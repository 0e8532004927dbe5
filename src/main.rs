//! Subdomain reverse proxy.
//!
//! Serves several upstream origins under subdomains of one domain, rewriting
//! links and redirects so clients stay on the proxy.
//!
//! # Architecture Overview
//!
//! ```text
//!     Client Request
//!     ─────────────────▶ http::server ──▶ routing (Host → RouteRule)
//!                             │                   │
//!                             │                   ▼
//!                             │            security::auth (401?)
//!                             │                   │
//!                             │                   ▼
//!     Client Response         │            proxy::forwarder ──────▶ Upstream
//!     ◀───────────────── rewrite (CSP, Location, body) ◀────────── (TLS)
//! ```

use std::path::PathBuf;

use clap::Parser;
use tokio::net::TcpListener;

use subdomain_proxy::config::loader;
use subdomain_proxy::error::StartupError;
use subdomain_proxy::lifecycle::{signals, Shutdown};
use subdomain_proxy::observability::{logging, metrics};
use subdomain_proxy::HttpServer;

#[derive(Parser)]
#[command(name = "subdomain-proxy")]
#[command(about = "Host-based reverse proxy with link rewriting", long_about = None)]
struct Cli {
    /// Optional TOML configuration file; PROXY_DOMAIN, PORT and AUTH override it.
    #[arg(short, long, env = "PROXY_CONFIG")]
    config: Option<PathBuf>,
}

#[tokio::main]
async fn main() -> Result<(), Box<dyn std::error::Error>> {
    let cli = Cli::parse();

    let config = loader::resolve(cli.config.as_deref(), |key| std::env::var(key).ok())
        .map_err(StartupError::from)?;

    logging::init(&config.observability.log_level);

    tracing::info!("subdomain-proxy v{} starting", env!("CARGO_PKG_VERSION"));
    tracing::info!(
        bind_address = %config.listener.bind_address,
        domain = %config.domain,
        routes = config.routes.len(),
        request_timeout_secs = ?config.timeouts.request_secs,
        "Configuration loaded"
    );

    if config.observability.metrics_enabled {
        let addr = config
            .observability
            .metrics_address
            .parse()
            .map_err(|_| StartupError::MetricsAddress(config.observability.metrics_address.clone()))?;
        metrics::init_metrics(addr).map_err(StartupError::from)?;
    }

    let listener = TcpListener::bind(&config.listener.bind_address)
        .await
        .map_err(StartupError::from)?;

    let shutdown = Shutdown::new();
    signals::spawn_signal_handler(&shutdown);

    let server = HttpServer::new(config)?;
    server.run(listener, shutdown.subscribe()).await?;

    tracing::info!("Shutdown complete");
    Ok(())
}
+===+
* WHAT TO DO *
Copy out all of the data exactly, leaving nothing out.

* YOUR RESPONSE *
repository 0e8532004927dbe5
filename src/main.rs
//! Subdomain reverse proxy.
//!
//! Serves several upstream origins under subdomains of one domain, rewriting
//! links and redirects so clients stay on the proxy.
//!
//! # Architecture Overview
//!
//! ```text
//!     Client Request
//!     ─────────────────▶ http::server ──▶ routing (Host → RouteRule)
//!                             │                   │
//!                             │                   ▼
//!                             │            security::auth (401?)
//!                             │                   │
//!                             │                   ▼
//!     Client Response         │            proxy::forwarder ──────▶ Upstream
//!     ◀───────────────── rewrite (CSP, Location, body) ◀────────── (TLS)
//! ```

use std::path::PathBuf;

use clap::Parser;
use tokio::net::TcpListener;

use subdomain_proxy::config::loader;
use subdomain_proxy::error::StartupError;
use subdomain_proxy::lifecycle::{signals, Shutdown};
use subdomain_proxy::observability::{logging, metrics};
use subdomain_proxy::HttpServer;

#[derive(Parser)]
#[command(name = "subdomain-proxy")]
#[command(about = "Host-based reverse proxy with link rewriting", long_about = None)]
struct Cli {
    /// Optional TOML configuration file; PROXY_DOMAIN, PORT and AUTH override it.
    #[arg(short, long, env = "PROXY_CONFIG")]
    config: Option<PathBuf>,
}

#[tokio::main]
async fn main() -> Result<(), Box<dyn std::error::Error>> {
    let cli = Cli::parse();

    let config = loader::resolve(cli.config.as_deref(), |key| std::env::var(key).ok())
        .map_err(StartupError::from)?;

    logging::init(&config.observability.log_level);

    tracing::info!("subdomain-proxy v{} starting", env!("CARGO_PKG_VERSION"));
    tracing::info!(
        bind_address = %config.listener.bind_address,
        domain = %config.domain,
        routes = config.routes.len(),
        request_timeout_secs = ?config.timeouts.request_secs,
        "Configuration loaded"
    );

    if config.observability.metrics_enabled {
        let addr = config
            .observability
            .metrics_address
            .parse()
            .map_err(|_| StartupError::MetricsAddress(config.observability.metrics_address.clone()))?;
        metrics::init_metrics(addr).map_err(StartupError::from)?;
    }

    let listener = TcpListener::bind(&config.listener.bind_address)
        .await
        .map_err(StartupError::from)?;

    let shutdown = Shutdown::new();
    signals::spawn_signal_handler(&shutdown);

    let server = HttpServer::new(config)?;
    server.run(listener, shutdown.subscribe()).await?;

    tracing::info!("Shutdown complete");
    Ok(())
}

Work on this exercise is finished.